Cântico dos Cânticos 3:4: o fim de uma busca pela cidade
4Pouco depois de me afastar deles, logo achei a quem minha alma ama. Eu o segurei, e não o deixei ir embora, até eu ter lhe trazido à casa de minha mãe, ao cômodo daquela que me gerou.
Quatro verbos, todos dela: achou, segurou, não deixou ir, levou. É a mulher quem conduz a cena inteira, e o poema não comenta isso — apenas narra.
Resposta rápida
Cântico dos Cânticos 3:4 encerra uma busca noturna: pouco depois de passar pelos guardas, ela encontra quem sua alma ama, o segura, não o deixa ir e o leva até a casa da mãe, ao cômodo daquela que a gerou. Todas as ações da frase são dela.
- Escrito por
- Maria Luisa Navarro Schmitt
- Revisado por
- Raphael Navarro Schmitt
- Publicado em
- Tempo de leitura
- 2 min de leitura
A sequência começa na cama, com uma busca que não deu certo, e termina com um reencontro. Entre uma coisa e outra há uma mulher andando sozinha pela cidade de noite, o que no mundo daquele texto não era pequeno.
Onde este versículo aparece
O trecho é um dos poemas do Cântico e forma uma unidade: nos três versículos anteriores, ela procura na cama e não acha, decide se levantar e percorrer as ruas e as praças, e encontra os guardas que faziam a ronda.
Depois deste versículo vem o refrão que atravessa o livro, pedindo às filhas de Jerusalém que não despertem o amor até que ele queira — um contrapeso deliberado à intensidade da cena anterior.
O que ele diz
A cadeia de verbos é o conteúdo. Ela acha, segura, não deixa ir e leva. Não há hesitação nem pedido de permissão, e o poema apresenta isso sem nenhum comentário moral — o desejo dela aparece com a mesma naturalidade com que aparece o dele em outras partes do livro.
O destino escolhido diz algo específico.
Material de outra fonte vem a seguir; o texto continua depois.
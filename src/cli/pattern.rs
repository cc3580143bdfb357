//! Pattern CLI commands

use clap::Subcommand;

use crate::display::listing::{format_pattern_details, format_pattern_list};
use crate::error::{DogwoodError, DogwoodResult};
use crate::registry::Registry;
use crate::services::PatternService;

/// Pattern subcommands
#[derive(Subcommand)]
pub enum PatternCommands {
    /// List all patterns
    List,

    /// Show a pattern
    Show {
        /// Pattern slug
        slug: String,
    },
}

/// Handle a pattern command
pub fn handle_pattern_command(registry: &Registry, cmd: PatternCommands) -> DogwoodResult<()> {
    let service = PatternService::new(registry);

    match cmd {
        PatternCommands::List => print!("{}", format_pattern_list(service.list())),
        PatternCommands::Show { slug } => {
            let pattern = service
                .get(&slug)
                .ok_or_else(|| DogwoodError::pattern_not_found(&slug))?;
            print!("{}", format_pattern_details(pattern));
        }
    }

    Ok(())
}
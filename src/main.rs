use anyhow::Result;
use clap::{Parser, Subcommand};

use std::path::PathBuf;

use dogwood::audit::AuditLogger;
use dogwood::cli::{
    handle_color_command, handle_component_command, handle_export_command,
    handle_import_command, handle_log_command, handle_pattern_command, handle_template_command,
    handle_wizard_command,
};
use dogwood::config::{paths::DogwoodPaths, settings::Settings};
use dogwood::registry::Registry;

#[derive(Parser)]
#[command(
    name = "dogwood",
    author = "Kaylee Beyene",
    version,
    about = "Terminal catalogue for the Dogwood government design system",
    long_about = "Dogwood is a design system for state government services. This tool \
                  browses its component catalogue, patterns, page templates and colour \
                  tokens, and walks through the reference benefit application wizard."
)]
struct Cli {
    #[command(subcommand)]
    command: Option<Commands>,
}

#[derive(Subcommand)]
enum Commands {
    /// Launch the interactive TUI
    #[command(alias = "ui")]
    Tui,

    /// Component catalogue commands
    #[command(subcommand, alias = "component")]
    Components(dogwood::cli::ComponentCommands),

    /// Design pattern commands
    #[command(subcommand, alias = "pattern")]
    Patterns(dogwood::cli::PatternCommands),

    /// Page template commands
    #[command(subcommand, alias = "template")]
    Templates(dogwood::cli::TemplateCommands),

    /// Colour token commands
    #[command(subcommand, alias = "colours")]
    Colors(dogwood::cli::ColorCommands),

    /// Walk through the benefit application wizard
    Wizard,

    /// Export the catalogue
    Export(dogwood::cli::ExportArgs),

    /// Validate a JSON or YAML catalogue export
    Import {
        /// Path to the export file
        file: PathBuf,
    },

    /// Show recorded wizard activity
    Log {
        /// Number of entries to show
        #[arg(short, long, default_value = "20")]
        limit: usize,
        /// Only show one session (full id or `ses-` prefix)
        #[arg(short, long)]
        session: Option<String>,
    },

    /// Write default settings to the data directory
    Init,

    /// Show current configuration and paths
    Config,
}

fn main() -> Result<()> {
    let cli = Cli::parse();

    let paths = DogwoodPaths::new()?;
    let settings = Settings::load_or_create(&paths)?;
    let registry = Registry::builtin();

    match cli.command {
        Some(Commands::Tui) => {
            dogwood::tui::run_tui(registry, &settings, &paths)?;
        }
        Some(Commands::Components(cmd)) => {
            handle_component_command(registry, &settings, cmd)?;
        }
        Some(Commands::Patterns(cmd)) => {
            handle_pattern_command(registry, cmd)?;
        }
        Some(Commands::Templates(cmd)) => {
            handle_template_command(registry, cmd)?;
        }
        Some(Commands::Colors(cmd)) => {
            handle_color_command(registry, cmd)?;
        }
        Some(Commands::Wizard) => {
            handle_wizard_command(&paths, &settings)?;
        }
        Some(Commands::Export(args)) => {
            handle_export_command(registry, &settings, args)?;
        }
        Some(Commands::Import { file }) => {
            handle_import_command(&file)?;
        }
        Some(Commands::Log { limit, session }) => {
            handle_log_command(&paths, limit, session.as_deref())?;
        }
        Some(Commands::Init) => {
            settings.save(&paths)?;
            println!("Settings written to: {}", paths.settings_file().display());
        }
        Some(Commands::Config) => {
            println!("Dogwood Configuration");
            println!("=====================");
            println!("Data directory: {}", paths.base_dir().display());
            println!("Settings file:  {}", paths.settings_file().display());
            println!("Audit log:      {}", paths.audit_log().display());
            println!();
            println!("Settings:");
            println!("  Include planned components: {}", settings.include_planned);
            println!("  Show usage guidance:        {}", settings.show_guidance);
            println!("  Audit wizard activity:      {}", settings.audit_enabled);
            println!("  Default export format:      {:?}", settings.default_export_format);
            println!();

            let audit = AuditLogger::new(paths.audit_log());
            if audit.exists() {
                println!("Audit entries: {}", audit.entry_count()?);
            } else {
                println!("Audit entries: none");
            }
        }
        None => {
            println!("Dogwood - government design system catalogue");
            println!();
            println!("Run 'dogwood --help' for usage information.");
            println!("Run 'dogwood components list' to browse components.");
            println!("Run 'dogwood tui' to launch the interactive interface.");
        }
    }

    Ok(())
}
Ela não o leva para um lugar qualquer: leva para a casa da mãe. Ao longo do Cântico, é a casa materna que funciona como referência de segurança e de reconhecimento, e não a paterna, o que é incomum nos textos daquele período.
Sobre como ler o livro, vale a franqueza: a tradição judaica e as tradições cristãs leram o Cântico tanto como poesia de amor humano quanto como alegoria da relação entre Deus e o seu povo, e as duas leituras convivem há séculos dentro das mesmas comunidades. Esta página não escolhe entre elas.
O refrão seguinte impede um mal-entendido comum. Logo depois desta cena intensa vem o pedido de não despertar o amor antes da hora, o que mostra que o próprio livro trata desejo e tempo como assuntos que caminham juntos.
O que fazer com isso hoje
A cena é útil como retrato do que a falta faz: tira alguém da cama e coloca na rua. Não há aqui uma técnica para reconquistar ninguém. Há o reconhecimento de que amar envolve procurar e, quando encontra, envolve levar para dentro de casa em vez de deixar solto no meio da rua.
Uma oração para levar
Senhor, tu conheces o que me falta e o que eu procuro de noite. Guarda o meu desejo e ensina-me o tempo dele. Amém.